Do they still have little black books?

For those who do not know what a little black book is…

A little black book was where the playboy, the philanderer, the adulterous male (and rarely the female of the species) kept the contact information for all the members of the opposite sex that they had “dated.”  They might have annotations as to how good the “date” was.

So, Harrison Ford was admitting that he had such a book, but now that he was older, the only contact information that he kept in a safe place was contact information on his doctors.  So, according to Mark Twain, dissecting the joke kills the joke at some point.

But I have to confess that I had a little black book at one point, but it was under very strange circumstances.

My wife was going to college, working on a nursing degree when I was given orders to report to Ft. Belvoir, VA right outside Washington, DC.  From the Officer’s Club, I could see sailboats on the Potomac River and the stately grounds of Mount Vernon, home of the first president of the USA, George Washington.  From Nederland, TX to Fort Belvoir, VA was about 1400 miles since I went by my parent’s home in Mississippi to say good-bye.

But as I was packing to leave, my wife handed me a little black book.  It was little, small enough to put in a wallet.  It had a black cover.  It was a book.  And the pages were lined, and tabbed from A to Z.  It was a little black book, designed to put contact information into.

I nearly stuttered.  “Why?”

She said that I would meet a lot of people in the school that might be powerful allies down the road.  As it turned out, the idea was ridiculous.  If anyone became influential, and a few contacts were, they were only influential in that they changed their address from the USA to Germany as I was about to do.

But I stared at the book, and I knew the cultural implications of a little black book.  Under those circumstances, my wife trusted me.  The next day, I left for Virginia, leaving behind my wife and a little boy, not quite one year old.

I forgot about the book, as it was useless at a temporary assignment for four months before shipping out to Europe and the Cold War.  But one of the contacts that I should have written down was a major general.  Among engineering officers, there is only one general of higher rank, the Chief Engineering General of the Army, a Lieutenant General.  But this major general and another major general later agreed with my report which led to a building being built for about $6 million, sadly after I had rotated back to the USA.  The general wrote a note in the margin, stating that he remembered me from our meeting at Fort Belvoir, and he thought at the time that I had a keen sense of engineering.

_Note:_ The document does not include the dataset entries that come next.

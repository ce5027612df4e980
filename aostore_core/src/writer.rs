use std::fs::OpenOptions;
use std::io::{Seek, SeekFrom};
use std::path::Path;
use std::sync::Arc;

use tracing::{debug, trace, warn};

use crate::buffered_append::{AppendFile, BufferedAppend, WalTarget};
use crate::codec::{try_compress, Codec, CodecProvider};
use crate::config::StorageAttributes;
use crate::error::{BlockContext, Error, Result};
use crate::format::{
    decode_header, header_length, BlockHeader, FormatVersion, HeaderKind, MAX_LARGE_CONTENT_LEN,
};
use crate::wal::{AoWal, RelFileNode};

#[derive(Debug, Clone, Copy, PartialEq, Eq)]
enum WriteState {
    Idle,
    BufferAcquired { kind: HeaderKind, header_len: usize },
}

/// Counters for one write session.
#[derive(Debug, Clone, Copy, Default, PartialEq, Eq)]
pub struct WriteStats {
    pub blocks: u64,
    pub rows: u64,
    pub compressed_blocks: u64,
    pub large_contents: u64,
    pub physical_writes: u64,
    pub bytes_written: u64,
}

/// Writes blocks to one segment file at a time.
///
/// # Block protocol
/// ```text
/// [set_first_row_num(n)]        optional, applies to the next block only
/// get_buffer(kind) -> &mut [u8] caller fills content
/// finish_buffer(len, kind, rows) header written, content compressed
///   or cancel_last_buffer()
/// ```
/// `content()` does all three and splits values larger than one block into a
/// LargeContent header followed by SmallContent fragments.
pub struct StorageWrite {
    attrs: StorageAttributes,
    relation_name: String,
    title: String,

    codec: Option<Box<dyn Codec>>,
    verify_codec: Option<Box<dyn Codec>>,
    /// Uncompressed content while a compressing session builds a block.
    compress_scratch: Vec<u8>,
    verify_scratch: Vec<u8>,

    buffered: BufferedAppend,
    wal: Option<Arc<dyn AoWal>>,
    temporary: bool,

    state: WriteState,
    first_row_num: Option<i64>,
    logical_block_start_offset: u64,
    stats: WriteStats,
}
use std::path::Path;

use crate::codec::CodecProvider;
use crate::config::StorageAttributes;
use crate::error::Result;
use crate::format::FormatVersion;
use crate::reader::{ReadBlock, StorageRead};

use super::segment::{segment_file_num, segment_file_path, SegmentFileInfo};
use super::TableDesc;

/// Walks the block headers of one column file. Content is stepped over,
/// never decompressed.
pub struct AocsHeaderScan {
    read: StorageRead,
}

impl AocsHeaderScan {
    /// Headers of `column` in segment `seg`.
    pub fn open(table: &TableDesc, dir: &Path, seg: &SegmentFileInfo, column: usize) -> Result<Self> {
        let attrs = table.column_attributes(column)?;
        let path = segment_file_path(dir, table.relfilenode, segment_file_num(column, seg.segno));
        let eof = seg.column_eof(column)?.eof;
        Self::open_file(attrs, &table.name, &path, seg.format_version, eof, None)
    }

    /// Headers of an arbitrary segment file up to `eof`.
    pub fn open_file(
        attrs: StorageAttributes,
        relation: &str,
        path: &Path,
        version: FormatVersion,
        eof: u64,
        codecs: Option<&dyn CodecProvider>,
    ) -> Result<Self> {
        // headers carry everything needed; no codec unless the caller wants one
        let attrs = if codecs.is_none() {
            StorageAttributes { compress: None, ..attrs }
        } else {
            attrs
        };
        let mut read = StorageRead::new(attrs, relation, "header scan", codecs)?;
        read.open_file(path, version, eof)?;
        Ok(Self { read })
    }

    pub fn next_header(&mut self) -> Result<Option<ReadBlock>> {
        if !self.read.read_next_block()? {
            return Ok(None);
        }
        Ok(self.read.current().copied())
    }

    /// Content of the header last returned, decompressed. Needs a codec
    /// for compressed blocks.
    pub fn content(&mut self) -> Result<&[u8]> {
        self.read.content()
    }

    pub fn finish(self) {
        self.read.finish_session();
    }
}

impl Iterator for AocsHeaderScan {
    type Item = Result<ReadBlock>;

    fn next(&mut self) -> Option<Self::Item> {
        self.next_header().transpose()
    }
}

But my wife joined me at Fort Belvoir, and we went to Germany together.

I was assigned a vertical engineering platoon, meaning that my soldiers were carpenters, electricians, plumbers, etc.  In contrast, a horizontal platoon were the earthmovers.  When they needed a bridge they called my platoon, but in the meantime, we built and renovated buildings.

My little black book emerged from my luggage in Germany, and I wrote the name of every soldier under my leadership in that book.  No contact information in that almost all of them lived in the barracks.  I knew where all the ones in family housing lived or on the German economy.

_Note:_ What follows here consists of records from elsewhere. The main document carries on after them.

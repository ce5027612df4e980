use serde::{Deserialize, Serialize};

use crate::codec::CompressionKind;
use crate::error::{Error, Result};
use crate::format::{DEFAULT_BLOCK_SIZE, MAX_BLOCK_SIZE, MIN_BLOCK_SIZE};

/// Per-session storage settings.
///
/// Loaded from JSON by the CLI (`--attrs`) or built in code; call
/// [`StorageAttributes::validate`] before handing it to a session.
#[derive(Debug, Clone, PartialEq, Eq, Serialize, Deserialize)]
#[serde(default)]
pub struct StorageAttributes {
    /// Write header and content checksums into every block.
    pub checksum: bool,
    /// `None` stores every block uncompressed.
    pub compress: Option<CompressionKind>,
    pub compress_level: i32,
    /// Decompress each block again after compressing it and compare.
    pub verify_write: bool,
    /// Maximum block length in bytes; a multiple of 8 KiB in 8 KiB..=2 MiB.
    pub block_size: usize,
    /// Pad the tail of a file to this boundary before closing it. `0` disables.
    pub safe_fs_write_size: usize,
}

impl Default for StorageAttributes {
    fn default() -> Self {
        Self {
            checksum: true,
            compress: None,
            compress_level: 0,
            verify_write: false,
            block_size: DEFAULT_BLOCK_SIZE,
            safe_fs_write_size: 0,
        }
    }
}

impl StorageAttributes {
    pub fn compressed(kind: CompressionKind, level: i32) -> Self {
        Self {
            compress: Some(kind),
            compress_level: level,
            ..Self::default()
        }
    }

    pub fn validate(&self) -> Result<()> {
        validate_block_size(self.block_size)?;
        if let Some(kind) = self.compress {
            kind.check_level(self.compress_level)?;
        }
        if self.safe_fs_write_size != 0 && !self.safe_fs_write_size.is_power_of_two() {
            return Err(Error::config(format!(
                "safe_fs_write_size {} is not a power of two",
                self.safe_fs_write_size
            )));
        }
        if self.safe_fs_write_size > self.block_size {
            return Err(Error::config(format!(
                "block size {} is smaller than safe_fs_write_size {}",
                self.block_size, self.safe_fs_write_size
            )));
        }
        Ok(())
    }

    /// Largest single block, header included.
    pub fn max_buffer_len(&self) -> usize {
        self.block_size
    }

    /// Threshold at which the buffered appender issues a physical write.
    pub fn max_large_write_len(&self) -> usize {
        2 * self.block_size
    }
}

pub fn validate_block_size(block_size: usize) -> Result<()> {
    if !(MIN_BLOCK_SIZE..=MAX_BLOCK_SIZE).contains(&block_size) || block_size % MIN_BLOCK_SIZE != 0 {
        return Err(Error::config(format!(
            "block size {} must be a multiple of {} between {} and {}",
            block_size, MIN_BLOCK_SIZE, MIN_BLOCK_SIZE, MAX_BLOCK_SIZE
        )));
    }
    Ok(())
}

But after I moved to the Facilities Engineer, I set the little black book aside.

I found it a few years ago.  I read through the names, and I closed my eyes each time.  Only two or three did not conjure up a memory.  Probably those were the guys who were competent and quiet.  You tend to remember the exceptional or the troublemakers.  And with each memory, I shed a few tears.

But in looking through my contacts on my cell phone, there are contacts for old workmates, family, and yes, doctor’s offices.  Oh, and one for the church.

And if I deleted the unnecessary entries, I would almost be down to Harrison Ford’s definition.

But again, I shed a few tears.  I was the platoon leader for those guys.  They held me up while I served them.  Jesus said to be the master, you must be servant of all.